ACTIVITY:
Find how many lines in this data contain the string "Result". Respond with only that number.

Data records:
//! Path pattern matching.
//!
//! # Responsibilities
//! - Parse patterns such as `/pacijenti/:id/pregledi` into segments
//! - Match a location path against a pattern, capturing named parameters
//! - Render a pattern back into a path for link generation
//!
//! # Design Decisions
//! - Static segments compare case-sensitively
//! - A parameter captures exactly one non-empty segment
//! - Query string and fragment are ignored when matching
//! - One trailing slash on the location is tolerated
//! - No regex; matching is a single pass over the segments

use crate::routing::router::RouteError;

#[derive(Debug, Clone, PartialEq, Eq)]
enum Segment {
    Static(String),
    Param(String),
}

/// Named parameters captured from a matched path, in pattern order.
#[derive(Debug, Clone, Default, PartialEq, Eq)]
pub struct Params {
    entries: Vec<(String, String)>,
}

impl Params {
    pub fn new() -> Self {
        Self::default()
    }

    /// Insert or replace a parameter.
    pub fn insert(&mut self, name: impl Into<String>, value: impl Into<String>) {
        let name = name.into();
        let value = value.into();
        match self.entries.iter_mut().find(|(k, _)| *k == name) {
            Some(entry) => entry.1 = value,
            None => self.entries.push((name, value)),
        }
    }

    pub fn get(&self, name: &str) -> Option<&str> {
        self.entries
            .iter()
            .find(|(k, _)| k == name)
            .map(|(_, v)| v.as_str())
    }

    pub fn iter(&self) -> impl Iterator<Item = (&str, &str)> {
        self.entries.iter().map(|(k, v)| (k.as_str(), v.as_str()))
    }

    pub fn len(&self) -> usize {
        self.entries.len()
    }

    pub fn is_empty(&self) -> bool {
        self.entries.is_empty()
    }
}

impl<K: Into<String>, V: Into<String>> FromIterator<(K, V)> for Params {
    fn from_iter<I: IntoIterator<Item = (K, V)>>(iter: I) -> Self {
        let mut params = Params::new();
        for (k, v) in iter {
            params.insert(k, v);
        }
        params
    }
}

/// A compiled route path pattern.
#[derive(Debug, Clone, PartialEq, Eq)]
pub struct PathPattern {
    raw: String,
    segments: Vec<Segment>,
}

impl PathPattern {
    /// Parse a pattern. It must start with `/`; parameters are `:name`.
    pub fn parse(pattern: &str) -> Result<Self, RouteError> {
        let invalid = |reason: &str| RouteError::InvalidPattern {
            pattern: pattern.to_string(),
            reason: reason.to_string(),
        };

        if !pattern.starts_with('/') {
            return Err(invalid("must start with '/'"));
        }

        let mut segments = Vec::new();
        for part in split_segments(pattern) {
            if part.is_empty() {
                return Err(invalid("empty segment"));
            }
            match part.strip_prefix(':') {
                Some("") => return Err(invalid("parameter without a name")),
                Some(name) => {
                    if segments.contains(&Segment::Param(name.to_string())) {
                        return Err(invalid("duplicate parameter name"));
                    }
                    segments.push(Segment::Param(name.to_string()));
                }
                None => segments.push(Segment::Static(part.to_string())),
            }
        }

        Ok(Self {
            raw: pattern.to_string(),
            segments,
        })
    }

    /// The pattern as written.
    pub fn as_str(&self) -> &str {
        &self.raw
    }

    /// Names of the parameters in pattern order.
    pub fn param_names(&self) -> impl Iterator<Item = &str> {
        self.segments.iter().filter_map(|s| match s {
            Segment::Param(name) => Some(name.as_str()),
            Segment::Static(_) => None,
        })
    }

    /// Structural key: segments joined with every parameter name erased.
    ///
    /// Two patterns with the same shape match exactly the same locations.
    pub fn shape(&self) -> String {
        if self.segments.is_empty() {
            return "/".to_string();
        }
        self.segments
            .iter()
            .map(|s| match s {
                Segment::Static(s) => format!("/{s}"),
                Segment::Param(_) => "/:".to_string(),
            })
            .collect()
    }

    /// Match a location, returning the captured parameters.
    pub fn matches(&self, location: &str) -> Option<Params> {
        let path = strip_query_and_fragment(location);
        if !path.starts_with('/') {
            return None;
        }

        let parts: Vec<&str> = split_segments(path).collect();
        if parts.len() != self.segments.len() {
            return None;
        }

        let mut params = Params::new();
        for (segment, part) in self.segments.iter().zip(parts) {
            match segment {
                Segment::Static(expected) => {
                    if expected != part {
                        return None;
                    }
                }
                Segment::Param(name) => {
                    if part.is_empty() {
                        return None;
                    }
                    let value = urlencoding::decode(part).ok()?;
                    params.insert(name.clone(), value.into_owned());
                }
            }
        }
        Some(params)
    }

    /// Build a concrete path from parameter values. Extra values are ignored.
    pub fn render(&self, params: &Params) -> Result<String, RouteError> {
        if self.segments.is_empty() {
            return Ok("/".to_string());
        }

        let mut path = String::new();
        for segment in &self.segments {
            path.push('/');
            match segment {
                Segment::Static(s) => path.push_str(s),
                Segment::Param(name) => {
                    let value = params
                        .get(name)
                        .filter(|v| !v.is_empty())
                        .ok_or_else(|| RouteError::MissingParam {
                            pattern: self.raw.clone(),
                            param: name.clone(),
                        })?;
                    path.push_str(&urlencoding::encode(value));
                }
            }
        }
        Ok(path)
    }
}

fn strip_query_and_fragment(location: &str) -> &str {
    match location.find(['?', '#']) {
        Some(idx) => &location[..idx],
        None => location,
    }
}

/// Segments after the leading slash; `/` has none and one trailing slash is dropped.
fn split_segments(path: &str) -> impl Iterator<Item = &str> {
    let trimmed = path.strip_prefix('/').unwrap_or(path);
    let trimmed = trimmed.strip_suffix('/').unwrap_or(trimmed);
    trimmed.split('/').filter(move |_| !trimmed.is_empty())
}

#[cfg(test)]
mod tests {
    use super::*;

    #[test]
    fn test_root_pattern() {
        let p = PathPattern::parse("/").unwrap();
        assert_eq!(p.matches("/"), Some(Params::new()));
        assert_eq!(p.matches("/?tab=2"), Some(Params::new()));
        assert_eq!(p.matches("/pacijenti"), None);
    }

    #[test]
    fn test_param_capture() {
        let p = PathPattern::parse("/pacijenti/:id/pregledi").unwrap();
        let params = p.matches("/pacijenti/42/pregledi").unwrap();
        assert_eq!(params.get("id"), Some("42"));
        assert_eq!(params.len(), 1);

        assert!(p.matches("/pacijenti/42/pregledi/").is_some());
        assert!(p.matches("/pacijenti/42/pregledi#top").is_some());
        assert_eq!(p.matches("/pacijenti//pregledi"), None);
        assert_eq!(p.matches("/pacijenti/42/recepti"), None);
        assert_eq!(p.matches("/pacijenti/42"), None);
        assert_eq!(p.matches("pacijenti/42/pregledi"), None);
    }

    #[test]
    fn test_static_segments_are_case_sensitive() {
        let p = PathPattern::parse("/pacijenti/:id/recepti").unwrap();
        assert_eq!(p.matches("/Pacijenti/1/recepti"), None);
    }

    #[test]
    fn test_param_is_percent_decoded() {
        let p = PathPattern::parse("/pacijenti/:id/recepti").unwrap();
        let params = p.matches("/pacijenti/a%20b/recepti").unwrap();
        assert_eq!(params.get("id"), Some("a b"));
    }

    #[test]
    fn test_invalid_patterns() {
        for bad in ["pacijenti", "/a//b", "/a/:", "/:id/x/:id"] {
            assert!(
                matches!(PathPattern::parse(bad), Err(RouteError::InvalidPattern { .. })),
                "{bad} should be rejected"
            );
        }
    }

    #[test]
    fn test_render() {
        let p = PathPattern::parse("/pacijenti/:id/povijest-bolesti").unwrap();
        let params: Params = [("id", "7")].into_iter().collect();
        assert_eq!(p.render(&params).unwrap(), "/pacijenti/7/povijest-bolesti");

        let params: Params = [("id", "a/b")].into_iter().collect();
        assert_eq!(p.render(&params).unwrap(), "/pacijenti/a%2Fb/povijest-bolesti");

        let err = p.render(&Params::new()).unwrap_err();
        assert!(matches!(err, RouteError::MissingParam { ref param, .. } if param == "id"));

        assert_eq!(PathPattern::parse("/").unwrap().render(&Params::new()).unwrap(), "/");
    }

    #[test]
    fn test_render_then_match() {
        let p = PathPattern::parse("/pacijenti/:id/recepti").unwrap();
        let params: Params = [("id", "Ana Horvat")].into_iter().collect();
        let path = p.render(&params).unwrap();
        assert_eq!(p.matches(&path), Some(params));
    }

    #[test]
    fn test_shape_ignores_param_names_and_trailing_slash() {
        let shape = |p: &str| PathPattern::parse(p).unwrap().shape();
        assert_eq!(shape("/pacijenti/:id/recepti"), "/pacijenti/:/recepti");
        assert_eq!(shape("/pacijenti/:pid/recepti"), "/pacijenti/:/recepti");
        assert_eq!(shape("/pacijenti/:id/recepti/"), "/pacijenti/:/recepti");
        assert_ne!(shape("/pacijenti/novi/recepti"), "/pacijenti/:/recepti");
        assert_eq!(shape("/"), "/");
    }

    #[test]
    fn test_params_insert_replaces() {
        let mut params = Params::new();
        params.insert("id", "1");
        params.insert("id", "2");
        assert_eq!(params.get("id"), Some("2"));
        assert_eq!(params.iter().collect::<Vec<_>>(), vec![("id", "2")]);
    }
}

REPLY TO THE TASK:
2